As the title of the post suggests, this is not a Spark streaming primer. Frankly, this post is written for an audience who seeks to enhance a foundation of knowledge that has already been established on Spark and Spark streaming. I also find a surprising number of developers programming in Spark streaming without knowing the inner workings. Not just ‘hello world’ , they are writing code for production systems. It is not wrong but I believe a lot of design  and performance decisions can be well made if you know the internals of any open source framework.

However, if you are a Spark newbie, don’t throw this post against the wall and curse me just yet.  Here are couple of good resources for you to start with

  1. Apache Spark programming guide is the go to resource if you don’t have the foundation yet. 
  2. Apache Spark streaming guide is the best resource available and close to a primer

You already got the basics and ready ? read on.Here we go, we are going to consider a Spark streaming example which reads data from Kafka and does some processing on it.

import kafka.serializer.StringDecoder
import org.apache.spark.SparkConf
import org.apache.spark.streaming.{Seconds, StreamingContext}
import org.apache.spark.streaming.kafka.KafkaUtils


val ssc = new StreamingContext(new SparkConf, Seconds(60))

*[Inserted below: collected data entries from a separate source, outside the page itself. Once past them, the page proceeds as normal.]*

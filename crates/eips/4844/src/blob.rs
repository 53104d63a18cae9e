use std::fmt;

use quill_primitives::hex;
use quill_rlp::{BufMut, Encodable};

use crate::{BYTES_PER_BLOB, BYTES_PER_FIELD_ELEMENT, BlobError};

/// A blob of 4096 field elements.
///
/// Every field element's high byte is zero. The data lives on the heap.
#[derive(Clone, PartialEq, Eq)]
pub struct Blob(Box<[u8; BYTES_PER_BLOB]>);

impl Blob {
    /// Constructs a blob, validating each field element.
    pub fn new(bytes: Box<[u8; BYTES_PER_BLOB]>) -> Result<Self, BlobError> {
        if let Some(index) = bytes
            .chunks_exact(BYTES_PER_FIELD_ELEMENT)
            .position(|element| element[0] != 0)
        {
            return Err(BlobError::FieldElementOutOfRange { index });
        }

        Ok(Self(bytes))
    }

    /// Constructs a blob from a slice of exactly [`BYTES_PER_BLOB`] bytes.
    pub fn from_slice(bytes: &[u8]) -> Result<Self, BlobError> {
        let bytes: Box<[u8; BYTES_PER_BLOB]> = bytes
            .to_vec()
            .into_boxed_slice()
            .try_into()
            .map_err(|bytes: Box<[u8]>| BlobError::InvalidLength {
                expected: BYTES_PER_BLOB,
                actual: bytes.len(),
            })?;

        Self::new(bytes)
    }

    /// Constructs an all-zero blob.
    pub(crate) fn zeroed() -> Box<[u8; BYTES_PER_BLOB]> {
        vec![0u8; BYTES_PER_BLOB]
            .into_boxed_slice()
            .try_into()
            .expect("vector has the length of a blob")
    }

    /// Returns the blob's bytes.
    pub fn as_bytes(&self) -> &[u8; BYTES_PER_BLOB] {
        &self.0
    }

    /// Iterates over the blob's field elements.
    pub fn field_elements(&self) -> impl Iterator<Item = &[u8]> {
        self.0.chunks_exact(BYTES_PER_FIELD_ELEMENT)
    }
}

impl AsRef<[u8]> for Blob {
    fn as_ref(&self) -> &[u8] {
        self.0.as_slice()
    }
}

impl fmt::Debug for Blob {
    fn fmt(&self, f: &mut fmt::Formatter<'_>) -> fmt::Result {
        write!(f, "Blob(0x{}..)", hex::encode(&self.0[..BYTES_PER_FIELD_ELEMENT]))
    }
}

impl Encodable for Blob {
    fn encode(&self, out: &mut dyn BufMut) {
        self.0.as_slice().encode(out);
    }

    fn length(&self) -> usize {
        self.0.as_slice().length()
    }
}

// hostname:port for Kafka brokers, not Zookeeper
val kafkaParams = Map("metadata.broker.list" -> "localhost:9092,anotherhost:9092")
val topics = Set("sometopic", "anothertopic")
val stream = KafkaUtils.createDirectStream[String, String, StringDecoder, StringDecoder]( ssc, kafkaParams, topics)
:
:
ssc.start();

I would like to show chain of events that are set in motion once you start a spark streaming context. It’s a busy diagram, just follow the sequence numbers and spend some time.
spark

Some of the details I brushed away intentionally

  • I haven’t explicitly shown a cluster manager as I am assuming a spark standalone deployment.
  • After step 4, the block meta data is written into fault tolerant log.
  • Today there is direct Kafka receiver is available without need for WAL or in-memory block replication, I have chosen to show a regular Kafka receiver for simplicity.

Some observations

  • Write-ahead logs (WALs) are nothing but fancy name for journals which RDBMs are using for a long time now.
  • Once WAL is configured all the data received will be synchronouslywritten into WAL – Depending on your fault tolerant storage deployment (lets assume HDFS) and the volume of the incoming streams throughput of the entire system can be impacted.
  • Reliable receivers ACK ONLY after data is written into WAL, and btw it is safe to turn off in-memory replication.
  • Put together a cluster for Spark streaming, cluster for a fault tolerant storage and cluster manager – The hardware requirements for your spark streaming data pipeline is not very less as projected or am I missing something ?
  • Upgrade options for spark app: shutdown with gracefully (option is available) , update code and start it again. But apps with using checkpoints cannot leverage upgrade option, not at least until 1.4, not very amusing.
  • Monitoring options for spark app: Programatic monitoring using StreamingListener with Events onBatchSubmitted, OnBatchStarted etc.sounds good.

Closing thoughts

Spark and hence spark streaming works on top of data-at-rest. The data-at-rest is stored in memory in the form of RDDs the primary abstraction that Spark has to offer. The processing is sent towards data.